Ожидание Вашингтоном “огромных послевоенных трудностей, подрывавших социальную, политическую и экономическую стабильность в мире” (Dean Acheson, цит. по: Kolko, 1969, р. 485) объяснялось тем, что в конце войны страны, которые в ней участвовали, за исключением США, стояли в руинах и были населены, по представлениям американцев, голодными, отчаявшимися и, скорее всего, радикализированными народами, готовыми откликнуться на призывы к социальной революции и проведению экономической политики, несовместимой с международной системой свободного предпринимательства, свободной торговли и капиталовложений, призванных спасти Соединенные Штаты и остальной мир. Более того, рухнула вся довоенная мировая политическая система, оставив США перед лицом многократно увеличившего свою мощь коммунистического СССР, утвердившего свое влияние на обширных пространствах Европы и еще более обширных неевропейских пространствах, политическое будущее которых казалось крайне неопределенным, за исключением того, что в этом нестабильном и взрывоопасном мире что бы ни произошло, все способствовало ослаблению капитализма и укреплению власти, возникшей в результате революции и для ее осуществления.
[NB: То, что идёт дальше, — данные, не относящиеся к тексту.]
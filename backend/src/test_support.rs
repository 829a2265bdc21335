//! Test utilities shared by unit tests (in `src/`) and integration tests (in
//! `tests/`). Compiled for `cfg(test)` and the `test-support` feature only.

use std::path::PathBuf;
use std::sync::{Arc, Mutex, MutexGuard};

use actix_session::{SessionMiddleware, storage::CookieSessionStore};
use actix_web::cookie::Key;
use chrono::{DateTime, Local, TimeDelta, TimeZone, Utc};
use mockable::Clock;
use uuid::Uuid;

use crate::domain::{DayBoundary, DayKeyResolver};

/// Clock whose current instant tests can move.
#[derive(Debug)]
pub struct MutableClock(Mutex<DateTime<Utc>>);

impl MutableClock {
    /// Start the clock at `now`.
    pub fn new(now: DateTime<Utc>) -> Self {
        Self(Mutex::new(now))
    }

    /// Jump to `now`.
    pub fn set(&self, now: DateTime<Utc>) {
        *self.lock_clock() = now;
    }

    /// Move forward by whole hours.
    pub fn advance_hours(&self, hours: i64) {
        *self.lock_clock() += TimeDelta::hours(hours);
    }

    /// Move forward by whole days.
    pub fn advance_days(&self, days: i64) {
        *self.lock_clock() += TimeDelta::days(days);
    }

    fn lock_clock(&self) -> MutexGuard<'_, DateTime<Utc>> {
        match self.0.lock() {
            Ok(guard) => guard,
            Err(_) => panic!("clock mutex"),
        }
    }
}

impl Clock for MutableClock {
    fn local(&self) -> DateTime<Local> {
        self.utc().with_timezone(&Local)
    }

    fn utc(&self) -> DateTime<Utc> {
        *self.lock_clock()
    }
}

/// Build a UTC instant, panicking on impossible dates.
pub fn utc_instant(year: i32, month: u32, day: u32, hour: u32, minute: u32) -> DateTime<Utc> {
    match Utc.with_ymd_and_hms(year, month, day, hour, minute, 0).single() {
        Some(instant) => instant,
        None => panic!("invalid instant {year}-{month}-{day} {hour}:{minute}"),
    }
}

/// UTC-boundary resolver driven by a shared [`MutableClock`].
pub fn utc_resolver(clock: Arc<MutableClock>) -> DayKeyResolver {
    DayKeyResolver::new(DayBoundary::Utc, clock)
}

/// Cookie session middleware for tests: fresh key, cookie named `session`,
/// `Secure` off so cookies survive plain HTTP test requests.
pub fn test_session_middleware() -> SessionMiddleware<CookieSessionStore> {
    SessionMiddleware::builder(CookieSessionStore::default(), Key::generate())
        .cookie_name("session".to_owned())
        .cookie_secure(false)
        .build()
}

/// Session key file in the temp directory, removed on drop.
#[derive(Debug)]
pub struct TempKeyFile {
    path: PathBuf,
}

impl TempKeyFile {
    /// Write `len` filler bytes to a fresh file.
    pub fn new(len: usize) -> std::io::Result<Self> {
        let path = std::env::temp_dir().join(format!("waterlog-session-key-{}", Uuid::new_v4()));
        std::fs::write(&path, vec![b'k'; len])?;
        Ok(Self { path })
    }

    /// Path as a string suitable for `SESSION_KEY_FILE`.
    pub fn path_str(&self) -> String {
        self.path.to_string_lossy().into_owned()
    }
}

impl Drop for TempKeyFile {
    fn drop(&mut self) {
        if let Err(error) = std::fs::remove_file(&self.path) {
            tracing::debug!(%error, "temporary key file already gone");
        }
    }
}
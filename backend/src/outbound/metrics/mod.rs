//! Prometheus-backed metrics adapters, compiled with the `metrics` feature.

mod prometheus_ledger;

pub use prometheus_ledger::PrometheusLedgerMetrics;
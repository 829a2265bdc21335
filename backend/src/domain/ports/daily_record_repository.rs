//! Driven port for daily record storage.
//!
//! A store holds at most one [`DailyRecord`] per `(account, day)` pair. Writes
//! replace the whole record, entries included, and are guarded by the
//! revision the caller read.

use async_trait::async_trait;

use crate::domain::{AccountId, DailyRecord, DayKey, EntryId};

use super::define_port_error;

define_port_error! {
    /// Errors raised by daily record store adapters.
    pub enum DailyRecordRepositoryError {
        /// The store could not be reached.
        Connection { message: String } =>
            "daily record store connection failed: {message}",
        /// A query or mutation failed during execution.
        Query { message: String } =>
            "daily record store query failed: {message}",
        /// The write lost a race: either another writer created the same
        /// `(account, day)` record or the stored revision moved on.
        Conflict { message: String } =>
            "daily record write conflict: {message}",
    }
}

/// Storage contract for daily records.
///
/// # Revision semantics
///
/// - `save(record, None)` inserts a new record and fails with
///   [`DailyRecordRepositoryError::Conflict`] when one already exists for the
///   same account and day.
/// - `save(record, Some(n))` replaces the stored record only while its
///   revision is `n`, and fails with `Conflict` otherwise.
/// - Callers set `record.revision()` to the new value before saving.
#[cfg_attr(test, mockall::automock)]
#[async_trait]
pub trait DailyRecordRepository: Send + Sync {
    /// Fetch the record for an account and day.
    async fn find(
        &self,
        account_id: &AccountId,
        day_key: DayKey,
    ) -> Result<Option<DailyRecord>, DailyRecordRepositoryError>;

    /// Fetch the account's record containing `entry_id`, on any day.
    async fn find_by_entry_id(
        &self,
        account_id: &AccountId,
        entry_id: EntryId,
    ) -> Result<Option<DailyRecord>, DailyRecordRepositoryError>;

    /// Insert or replace a record under the revision check described above.
    async fn save(
        &self,
        record: &DailyRecord,
        expected_revision: Option<u32>,
    ) -> Result<(), DailyRecordRepositoryError>;

    /// Records with `from <= day_key <= to`, newest day first.
    async fn query_range(
        &self,
        account_id: &AccountId,
        from: DayKey,
        to: DayKey,
    ) -> Result<Vec<DailyRecord>, DailyRecordRepositoryError>;

    /// Every record for the account, newest day first.
    async fn query_all(
        &self,
        account_id: &AccountId,
    ) -> Result<Vec<DailyRecord>, DailyRecordRepositoryError>;
}
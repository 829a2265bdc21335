//! Embedded schema migrations.

use diesel::Connection;
use diesel::pg::PgConnection;
use diesel_migrations::{EmbeddedMigrations, MigrationHarness, embed_migrations};

/// Migrations compiled from `backend/migrations`.
pub const MIGRATIONS: EmbeddedMigrations = embed_migrations!("migrations");

/// Errors raised while applying migrations.
#[derive(Debug, thiserror::Error)]
pub enum MigrationError {
    /// The database could not be reached.
    #[error("failed to connect for migrations: {0}")]
    Connect(#[from] diesel::ConnectionError),
    /// A migration failed to apply.
    #[error("failed to apply migrations: {0}")]
    Apply(String),
}

/// Apply every pending migration over a blocking connection.
///
/// Call from `spawn_blocking` when running inside an async runtime.
pub fn run_pending_migrations(database_url: &str) -> Result<usize, MigrationError> {
    let mut conn = PgConnection::establish(database_url)?;
    let applied = conn
        .run_pending_migrations(MIGRATIONS)
        .map_err(|err| MigrationError::Apply(err.to_string()))?;
    Ok(applied.len())
}
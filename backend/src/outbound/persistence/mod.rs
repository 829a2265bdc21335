//! PostgreSQL persistence adapters using Diesel.
//!
//! Adapters translate between Diesel row structs and domain types and map
//! database failures onto port errors. Row structs (`models`) and table
//! definitions (`schema`) stay private to this module.
//!
//! # Example
//!
//! ```no_run
//! use std::sync::Arc;
//!
//! use waterlog::outbound::persistence::{DbPool, DieselDailyRecordRepository, PoolConfig};
//!
//! # async fn build() -> Result<(), Box<dyn std::error::Error>> {
//! let pool = DbPool::new(PoolConfig::new("postgres://localhost/waterlog")).await?;
//! let records = Arc::new(DieselDailyRecordRepository::new(pool));
//! # let _ = records;
//! # Ok(())
//! # }
//! ```

mod diesel_account_store;
mod diesel_daily_record_repository;
mod error_mapping;
mod migrations;
mod models;
mod pool;
mod schema;

pub use diesel_account_store::DieselAccountStore;
pub use diesel_daily_record_repository::DieselDailyRecordRepository;
pub use migrations::{MIGRATIONS, MigrationError, run_pending_migrations};
pub use pool::{DbPool, PoolConfig, PoolError};
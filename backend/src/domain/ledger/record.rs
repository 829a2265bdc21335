//! The per-account, per-day water ledger aggregate.

use chrono::{DateTime, Utc};

use super::values::{EntryId, GoalLiters, IntakeAmount, RecordId};
use crate::domain::{AccountId, DayKey};

/// One dated intake or correction event.
///
/// Positive amounts are intake; negative amounts are logged removals.
#[derive(Debug, Clone, PartialEq, Eq)]
pub struct LedgerEntry {
    /// Immutable identifier assigned at creation.
    pub id: EntryId,
    /// Signed amount in millilitres.
    pub amount_milliliters: i64,
    /// Instant the event was recorded.
    pub recorded_at: DateTime<Utc>,
    /// Free-text annotation; empty when none was supplied.
    pub note: String,
}

/// Raised when an entry id is not part of a record.
#[derive(Debug, Clone, Copy, PartialEq, Eq, thiserror::Error)]
#[error("entry {entry_id} not found in daily record")]
pub struct EntryNotFound {
    /// Identifier that was looked up.
    pub entry_id: EntryId,
}

/// Stored representation used by persistence adapters to rebuild a record.
///
/// The total is taken as stored, so records whose total was overridden
/// directly keep that value.
#[derive(Debug, Clone)]
pub struct DailyRecordSnapshot {
    /// Record identifier.
    pub id: RecordId,
    /// Owning account.
    pub account_id: AccountId,
    /// Calendar day the record covers.
    pub day_key: DayKey,
    /// Goal in litres.
    pub goal: GoalLiters,
    /// Stored running total in millilitres.
    pub total_milliliters: i64,
    /// Entries in creation order.
    pub entries: Vec<LedgerEntry>,
    /// Creation instant.
    pub created_at: DateTime<Utc>,
    /// Last modification instant.
    pub updated_at: DateTime<Utc>,
    /// Last committed revision.
    pub revision: u32,
}

/// Daily water ledger for one account and one calendar day.
///
/// ## Invariants
/// - `total_milliliters` equals the sum of entry amounts after every mutation
///   except [`DailyRecord::override_total`].
/// - Entries keep creation order; edits change amounts in place.
/// - `revision` is zero until the record is first committed.
#[derive(Debug, Clone, PartialEq)]
pub struct DailyRecord {
    id: RecordId,
    account_id: AccountId,
    day_key: DayKey,
    goal: GoalLiters,
    total_milliliters: i64,
    entries: Vec<LedgerEntry>,
    created_at: DateTime<Utc>,
    updated_at: DateTime<Utc>,
    revision: u32,
}

fn sum_entries(entries: &[LedgerEntry]) -> i64 {
    entries
        .iter()
        .fold(0_i64, |acc, entry| acc.saturating_add(entry.amount_milliliters))
}

impl DailyRecord {
    /// Start an empty record with the default goal.
    ///
    /// # Examples
    /// ```
    /// use chrono::Utc;
    /// use waterlog::domain::{AccountId, DailyRecord, DayKey};
    ///
    /// let day: DayKey = "2024-06-30".parse().expect("valid day key");
    /// let record = DailyRecord::open(AccountId::random(), day, Utc::now());
    /// assert_eq!(record.total_milliliters(), 0);
    /// assert!((record.goal().liters() - 3.0).abs() < f64::EPSILON);
    /// ```
    #[must_use]
    pub fn open(account_id: AccountId, day_key: DayKey, now: DateTime<Utc>) -> Self {
        Self {
            id: RecordId::random(),
            account_id,
            day_key,
            goal: GoalLiters::default(),
            total_milliliters: 0,
            entries: Vec::new(),
            created_at: now,
            updated_at: now,
            revision: 0,
        }
    }

    /// Rebuild a record from its stored representation.
    #[must_use]
    pub fn restore(snapshot: DailyRecordSnapshot) -> Self {
        let DailyRecordSnapshot {
            id,
            account_id,
            day_key,
            goal,
            total_milliliters,
            entries,
            created_at,
            updated_at,
            revision,
        } = snapshot;
        Self {
            id,
            account_id,
            day_key,
            goal,
            total_milliliters,
            entries,
            created_at,
            updated_at,
            revision,
        }
    }

    /// Record identifier.
    #[must_use]
    pub const fn id(&self) -> RecordId {
        self.id
    }

    /// Owning account.
    #[must_use]
    pub const fn account_id(&self) -> AccountId {
        self.account_id
    }

    /// Calendar day covered by this record.
    #[must_use]
    pub const fn day_key(&self) -> DayKey {
        self.day_key
    }

    /// Current goal.
    #[must_use]
    pub const fn goal(&self) -> GoalLiters {
        self.goal
    }

    /// Running total in millilitres.
    #[must_use]
    pub const fn total_milliliters(&self) -> i64 {
        self.total_milliliters
    }

    /// Entries in creation order.
    #[must_use]
    pub fn entries(&self) -> &[LedgerEntry] {
        &self.entries
    }

    /// Creation instant.
    #[must_use]
    pub const fn created_at(&self) -> DateTime<Utc> {
        self.created_at
    }

    /// Last modification instant.
    #[must_use]
    pub const fn updated_at(&self) -> DateTime<Utc> {
        self.updated_at
    }

    /// Last committed revision; zero for a record never stored.
    #[must_use]
    pub const fn revision(&self) -> u32 {
        self.revision
    }

    /// Revision a store must hold for this record to be replaced, or `None`
    /// when the record has never been stored.
    #[must_use]
    pub const fn expected_revision(&self) -> Option<u32> {
        if self.revision == 0 {
            None
        } else {
            Some(self.revision)
        }
    }

    /// Look up an entry by id.
    #[must_use]
    pub fn entry(&self, entry_id: EntryId) -> Option<&LedgerEntry> {
        self.entries.iter().find(|entry| entry.id == entry_id)
    }

    /// Whether the total equals the sum of entries.
    #[must_use]
    pub fn is_consistent(&self) -> bool {
        self.total_milliliters == sum_entries(&self.entries)
    }

    /// Goal converted to millilitres.
    #[must_use]
    pub fn goal_milliliters(&self) -> i64 {
        self.goal.milliliters()
    }

    /// Millilitres still needed to reach the goal, never below zero.
    #[must_use]
    pub fn remaining_milliliters(&self) -> i64 {
        self.goal_milliliters()
            .saturating_sub(self.total_milliliters)
            .max(0)
    }

    /// Whole-number progress towards the goal, capped to `0..=100`.
    #[must_use]
    pub fn progress_percent(&self) -> u8 {
        let goal = self.goal_milliliters();
        if goal <= 0 {
            return 0;
        }
        let percent = self.total_milliliters.max(0).saturating_mul(100) / goal;
        u8::try_from(percent.min(100)).unwrap_or(100)
    }

    /// Append an intake entry and add it to the total.
    pub fn append_intake(
        &mut self,
        amount: IntakeAmount,
        note: Option<String>,
        recorded_at: DateTime<Utc>,
    ) -> LedgerEntry {
        self.push_entry(amount.milliliters(), note.unwrap_or_default(), recorded_at)
    }

    /// Append a negative correction entry and subtract it from the total.
    ///
    /// The total may go below zero.
    pub fn append_removal(
        &mut self,
        amount: IntakeAmount,
        recorded_at: DateTime<Utc>,
    ) -> LedgerEntry {
        self.push_entry(-amount.milliliters(), String::new(), recorded_at)
    }

    fn push_entry(
        &mut self,
        amount_milliliters: i64,
        note: String,
        recorded_at: DateTime<Utc>,
    ) -> LedgerEntry {
        let entry = LedgerEntry {
            id: EntryId::random(),
            amount_milliliters,
            recorded_at,
            note,
        };
        self.total_milliliters = self.total_milliliters.saturating_add(amount_milliliters);
        self.entries.push(entry.clone());
        entry
    }

    /// Delete an entry and subtract its amount from the total.
    pub fn remove_entry(&mut self, entry_id: EntryId) -> Result<LedgerEntry, EntryNotFound> {
        let position = self
            .entries
            .iter()
            .position(|entry| entry.id == entry_id)
            .ok_or(EntryNotFound { entry_id })?;
        let removed = self.entries.remove(position);
        self.total_milliliters = self
            .total_milliliters
            .saturating_sub(removed.amount_milliliters);
        Ok(removed)
    }

    /// Replace an entry's amount and recompute the total from all entries.
    pub fn set_entry_amount(
        &mut self,
        entry_id: EntryId,
        amount: IntakeAmount,
    ) -> Result<(), EntryNotFound> {
        let entry = self
            .entries
            .iter_mut()
            .find(|entry| entry.id == entry_id)
            .ok_or(EntryNotFound { entry_id })?;
        entry.amount_milliliters = amount.milliliters();
        self.total_milliliters = sum_entries(&self.entries);
        Ok(())
    }

    /// Replace the goal. The total is untouched.
    pub fn set_goal(&mut self, goal: GoalLiters) {
        self.goal = goal;
    }

    /// Clear every entry and zero the total, keeping the goal.
    pub fn reset(&mut self) {
        self.entries.clear();
        self.total_milliliters = 0;
    }

    /// Overwrite the total without touching entries.
    ///
    /// This is the only mutation allowed to leave the total out of step with
    /// the entries.
    pub fn override_total(&mut self, amount: IntakeAmount) {
        self.total_milliliters = amount.milliliters();
    }

    /// Stamp a pending write: bump the revision and the modification time.
    pub fn advance_revision(&mut self, now: DateTime<Utc>) {
        self.revision = self.revision.saturating_add(1);
        self.updated_at = now;
    }
}
//! PostgreSQL-backed `DailyRecordRepository`.
//!
//! A record is one `daily_records` row plus its `ledger_entries` rows. Saves
//! write both inside one transaction: the row is inserted or updated under a
//! revision guard, then the entries are replaced wholesale.

use std::collections::HashMap;

use async_trait::async_trait;
use diesel::prelude::*;
use diesel_async::scoped_futures::ScopedFutureExt;
use diesel_async::{AsyncConnection, AsyncPgConnection, RunQueryDsl};
use tracing::debug;
use uuid::Uuid;

use crate::domain::ports::{DailyRecordRepository, DailyRecordRepositoryError};
use crate::domain::{
    AccountId, DailyRecord, DailyRecordSnapshot, DayKey, EntryId, GoalLiters, LedgerEntry,
    RecordId,
};

use super::error_mapping::{DbFailure, classify_diesel_error, classify_pool_error};
use super::models::{
    DailyRecordRow, DailyRecordUpdate, LedgerEntryRow, NewDailyRecordRow, NewLedgerEntryRow,
};
use super::pool::DbPool;
use super::schema::{daily_records, ledger_entries};

/// Diesel implementation of the daily record store.
#[derive(Clone)]
pub struct DieselDailyRecordRepository {
    pool: DbPool,
}

impl DieselDailyRecordRepository {
    /// Create a repository over a connection pool.
    pub fn new(pool: DbPool) -> Self {
        Self { pool }
    }
}

impl From<DbFailure> for DailyRecordRepositoryError {
    fn from(failure: DbFailure) -> Self {
        match failure {
            DbFailure::Connection(message) => Self::connection(message),
            DbFailure::UniqueViolation(constraint) => {
                Self::conflict(format!("unique constraint {constraint} violated"))
            }
            DbFailure::Query(message) => Self::query(message),
        }
    }
}

fn map_diesel_error(error: diesel::result::Error) -> DailyRecordRepositoryError {
    classify_diesel_error(error).into()
}

fn map_pool_error(error: super::pool::PoolError) -> DailyRecordRepositoryError {
    classify_pool_error(error).into()
}

fn revision_to_db(revision: u32) -> Result<i32, DailyRecordRepositoryError> {
    i32::try_from(revision)
        .map_err(|_| DailyRecordRepositoryError::query(format!("revision {revision} out of range")))
}

fn revision_from_db(revision: i32) -> Result<u32, DailyRecordRepositoryError> {
    u32::try_from(revision).map_err(|_| {
        DailyRecordRepositoryError::query(format!("stored revision {revision} is negative"))
    })
}

fn entry_from_row(row: LedgerEntryRow) -> LedgerEntry {
    LedgerEntry {
        id: EntryId::from_uuid(row.id),
        amount_milliliters: row.amount_milliliters,
        recorded_at: row.recorded_at,
        note: row.note,
    }
}

fn record_from_rows(
    row: DailyRecordRow,
    entries: Vec<LedgerEntryRow>,
) -> Result<DailyRecord, DailyRecordRepositoryError> {
    let goal = GoalLiters::new(row.goal_liters).map_err(|err| {
        DailyRecordRepositoryError::query(format!("stored goal for record {} invalid: {err}", row.id))
    })?;
    Ok(DailyRecord::restore(DailyRecordSnapshot {
        id: RecordId::from_uuid(row.id),
        account_id: AccountId::from_uuid(row.account_id),
        day_key: DayKey::from_date(row.day_key),
        goal,
        total_milliliters: row.total_milliliters,
        entries: entries.into_iter().map(entry_from_row).collect(),
        created_at: row.created_at,
        updated_at: row.updated_at,
        revision: revision_from_db(row.revision)?,
    }))
}

fn entry_rows(record: &DailyRecord) -> Result<Vec<NewLedgerEntryRow<'_>>, DailyRecordRepositoryError> {
    let record_id = *record.id().as_uuid();
    record
        .entries()
        .iter()
        .enumerate()
        .map(|(index, entry)| {
            let position = i32::try_from(index).map_err(|_| {
                DailyRecordRepositoryError::query("too many entries in one record")
            })?;
            Ok(NewLedgerEntryRow {
                id: *entry.id.as_uuid(),
                record_id,
                position,
                amount_milliliters: entry.amount_milliliters,
                recorded_at: entry.recorded_at,
                note: entry.note.as_str(),
            })
        })
        .collect()
}

/// Whether a guarded write found the row it expected.
enum WriteOutcome {
    Written,
    Stale,
}

async fn load_entries(
    conn: &mut AsyncPgConnection,
    record_ids: &[Uuid],
) -> Result<HashMap<Uuid, Vec<LedgerEntryRow>>, DailyRecordRepositoryError> {
    let rows: Vec<LedgerEntryRow> = ledger_entries::table
        .filter(ledger_entries::record_id.eq_any(record_ids))
        .order((ledger_entries::record_id.asc(), ledger_entries::position.asc()))
        .select(LedgerEntryRow::as_select())
        .load(conn)
        .await
        .map_err(map_diesel_error)?;

    let mut grouped: HashMap<Uuid, Vec<LedgerEntryRow>> = HashMap::new();
    for row in rows {
        grouped.entry(row.record_id).or_default().push(row);
    }
    Ok(grouped)
}

async fn assemble(
    conn: &mut AsyncPgConnection,
    rows: Vec<DailyRecordRow>,
) -> Result<Vec<DailyRecord>, DailyRecordRepositoryError> {
    let ids: Vec<Uuid> = rows.iter().map(|row| row.id).collect();
    let mut entries = load_entries(conn, &ids).await?;
    rows.into_iter()
        .map(|row| {
            let record_entries = entries.remove(&row.id).unwrap_or_default();
            record_from_rows(row, record_entries)
        })
        .collect()
}

impl DieselDailyRecordRepository {
    async fn load_one(
        &self,
        row: Option<DailyRecordRow>,
        conn: &mut AsyncPgConnection,
    ) -> Result<Option<DailyRecord>, DailyRecordRepositoryError> {
        match row {
            Some(row) => Ok(assemble(conn, vec![row]).await?.into_iter().next()),
            None => Ok(None),
        }
    }
}

#[async_trait]
impl DailyRecordRepository for DieselDailyRecordRepository {
    async fn find(
        &self,
        account_id: &AccountId,
        day_key: DayKey,
    ) -> Result<Option<DailyRecord>, DailyRecordRepositoryError> {
        let mut conn = self.pool.get().await.map_err(map_pool_error)?;
        let row: Option<DailyRecordRow> = daily_records::table
            .filter(daily_records::account_id.eq(account_id.as_uuid()))
            .filter(daily_records::day_key.eq(day_key.as_date()))
            .select(DailyRecordRow::as_select())
            .first(&mut conn)
            .await
            .optional()
            .map_err(map_diesel_error)?;
        self.load_one(row, &mut conn).await
    }

    async fn find_by_entry_id(
        &self,
        account_id: &AccountId,
        entry_id: EntryId,
    ) -> Result<Option<DailyRecord>, DailyRecordRepositoryError> {
        let mut conn = self.pool.get().await.map_err(map_pool_error)?;
        let row: Option<DailyRecordRow> = daily_records::table
            .inner_join(ledger_entries::table)
            .filter(daily_records::account_id.eq(account_id.as_uuid()))
            .filter(ledger_entries::id.eq(entry_id.as_uuid()))
            .select(DailyRecordRow::as_select())
            .first(&mut conn)
            .await
            .optional()
            .map_err(map_diesel_error)?;
        self.load_one(row, &mut conn).await
    }

    async fn save(
        &self,
        record: &DailyRecord,
        expected_revision: Option<u32>,
    ) -> Result<(), DailyRecordRepositoryError> {
        let record_id = *record.id().as_uuid();
        let revision = revision_to_db(record.revision())?;
        let expected = expected_revision.map(revision_to_db).transpose()?;
        let entries = entry_rows(record)?;
        let new_row = NewDailyRecordRow {
            id: record_id,
            account_id: *record.account_id().as_uuid(),
            day_key: record.day_key().as_date(),
            goal_liters: record.goal().liters(),
            total_milliliters: record.total_milliliters(),
            revision,
            created_at: record.created_at(),
            updated_at: record.updated_at(),
        };
        let update = DailyRecordUpdate {
            goal_liters: record.goal().liters(),
            total_milliliters: record.total_milliliters(),
            revision,
            updated_at: record.updated_at(),
        };

        let mut conn = self.pool.get().await.map_err(map_pool_error)?;
        let outcome = conn
            .transaction(|conn| {
                async move {
                    match expected {
                        None => {
                            diesel::insert_into(daily_records::table)
                                .values(&new_row)
                                .execute(conn)
                                .await?;
                        }
                        Some(expected) => {
                            let updated = diesel::update(daily_records::table)
                                .filter(daily_records::id.eq(record_id))
                                .filter(daily_records::revision.eq(expected))
                                .set(&update)
                                .execute(conn)
                                .await?;
                            if updated == 0 {
                                return Ok(WriteOutcome::Stale);
                            }
                            diesel::delete(
                                ledger_entries::table
                                    .filter(ledger_entries::record_id.eq(record_id)),
                            )
                            .execute(conn)
                            .await?;
                        }
                    }

                    if !entries.is_empty() {
                        diesel::insert_into(ledger_entries::table)
                            .values(&entries)
                            .execute(conn)
                            .await?;
                    }
                    Ok(WriteOutcome::Written)
                }
                .scope_boxed()
            })
            .await
            .map_err(map_diesel_error)?;

        match outcome {
            WriteOutcome::Written => Ok(()),
            WriteOutcome::Stale => {
                debug!(record_id = %record_id, ?expected_revision, "stale daily record write");
                Err(DailyRecordRepositoryError::conflict(format!(
                    "record {record_id} is no longer at revision {}",
                    expected_revision.unwrap_or_default()
                )))
            }
        }
    }

    async fn query_range(
        &self,
        account_id: &AccountId,
        from: DayKey,
        to: DayKey,
    ) -> Result<Vec<DailyRecord>, DailyRecordRepositoryError> {
        let mut conn = self.pool.get().await.map_err(map_pool_error)?;
        let rows: Vec<DailyRecordRow> = daily_records::table
            .filter(daily_records::account_id.eq(account_id.as_uuid()))
            .filter(daily_records::day_key.ge(from.as_date()))
            .filter(daily_records::day_key.le(to.as_date()))
            .order(daily_records::day_key.desc())
            .select(DailyRecordRow::as_select())
            .load(&mut conn)
            .await
            .map_err(map_diesel_error)?;
        assemble(&mut conn, rows).await
    }

    async fn query_all(
        &self,
        account_id: &AccountId,
    ) -> Result<Vec<DailyRecord>, DailyRecordRepositoryError> {
        let mut conn = self.pool.get().await.map_err(map_pool_error)?;
        let rows: Vec<DailyRecordRow> = daily_records::table
            .filter(daily_records::account_id.eq(account_id.as_uuid()))
            .order(daily_records::day_key.desc())
            .select(DailyRecordRow::as_select())
            .load(&mut conn)
            .await
            .map_err(map_diesel_error)?;
        assemble(&mut conn, rows).await
    }
}
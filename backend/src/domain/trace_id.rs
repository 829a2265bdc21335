//! Request correlation identifier held in Tokio task-local storage.
//!
//! Task-locals do not follow work onto spawned tasks. Wrap spawned futures in
//! [`TraceId::scope`] to keep the identifier visible to logs and errors.

use std::future::Future;

use tokio::task_local;
use uuid::Uuid;

/// Response header carrying the request trace identifier.
pub const TRACE_ID_HEADER: &str = "trace-id";

task_local! {
    static TRACE_ID: TraceId;
}

/// Per-request trace identifier.
///
/// # Examples
/// ```
/// use waterlog::TraceId;
///
/// # tokio::runtime::Runtime::new().unwrap().block_on(async {
/// let trace_id: TraceId = "00000000-0000-0000-0000-000000000000"
///     .parse()
///     .expect("valid UUID");
/// let observed = TraceId::scope(trace_id, async { TraceId::current() }).await;
/// assert_eq!(observed, Some(trace_id));
/// # });
/// ```
#[derive(Debug, Clone, Copy, PartialEq, Eq)]
pub struct TraceId(Uuid);

impl TraceId {
    /// Generate a new random trace identifier.
    #[must_use]
    pub fn generate() -> Self {
        Self(Uuid::new_v4())
    }

    /// Wrap an existing UUID.
    #[must_use]
    pub const fn from_uuid(uuid: Uuid) -> Self {
        Self(uuid)
    }

    /// Trace identifier of the current task, if any.
    #[must_use]
    pub fn current() -> Option<Self> {
        TRACE_ID.try_with(|id| *id).ok()
    }

    /// Access the inner UUID.
    #[must_use]
    pub const fn as_uuid(&self) -> &Uuid {
        &self.0
    }

    /// Run `fut` with `trace_id` in scope.
    pub async fn scope<Fut>(trace_id: Self, fut: Fut) -> Fut::Output
    where
        Fut: Future,
    {
        TRACE_ID.scope(trace_id, fut).await
    }
}

impl std::fmt::Display for TraceId {
    fn fmt(&self, f: &mut std::fmt::Formatter<'_>) -> std::fmt::Result {
        write!(f, "{}", self.0)
    }
}

impl std::str::FromStr for TraceId {
    type Err = uuid::Error;

    fn from_str(s: &str) -> Result<Self, Self::Err> {
        Ok(Self(Uuid::parse_str(s)?))
    }
}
Ситуация, сложившаяся после войны во многих освобожденных и оккупированных странах, казалось, должна была подорвать положение умеренных политиков, почти не имевших помощи, кроме поддержки западных союзников, и осаждаемых коммунистами как внутри, так и за пределами своих правительств. После войны коммунисты повсеместно стали сильнее, чем когда‐либо раньше, иногда – самой многочисленной партией и электоральной силой в своих странах. Социалистический премьер-министр Франции отправился в Вашингтон, чтобы предупредить о том, что без экономической помощи он вынужден будет уступить коммунистам. Катастрофически низкий урожай 1946 года, сопровождавшийся суровой зимой 1946–1947 года, еще больше осложнил положение европейских политиков и обеспокоил советников американского президента.

При таких обстоятельствах не приходится удивляться, что созданному в военное время союзу между главной капиталистической и социалистической державами теперь, когда стала расширяться зона влияния последней, суждено было распасться (что после окончания войн так часто происходило с гораздо менее антагонистическими коалициями). Однако этого объяснения явно недостаточно для того, чтобы понять, почему политика США (союзников и государств – клиентов Вашингтона, возможно за исключением Великобритании, сказанное касается в меньшей степени) должна была основываться, по крайней мере в своих публичных проявлениях, на кошмарном сценарии, в котором Москве приписывалось руководство глобальным коммунистическим заговором и намерение немедленно покорить весь земной шар. Еще менее понятна общая тональность предвыборной риторики Дж. Ф. Кеннеди в ходе кампании 1960 года, в то самое время, когда “современному свободному обществу – новой форме капитализма” (формулировка британского премьер-министра Гарольда Макмиллана (Нornе, 1989, vol. II, р. 283) едва ли что‐то угрожало в ближайшем будущем[73].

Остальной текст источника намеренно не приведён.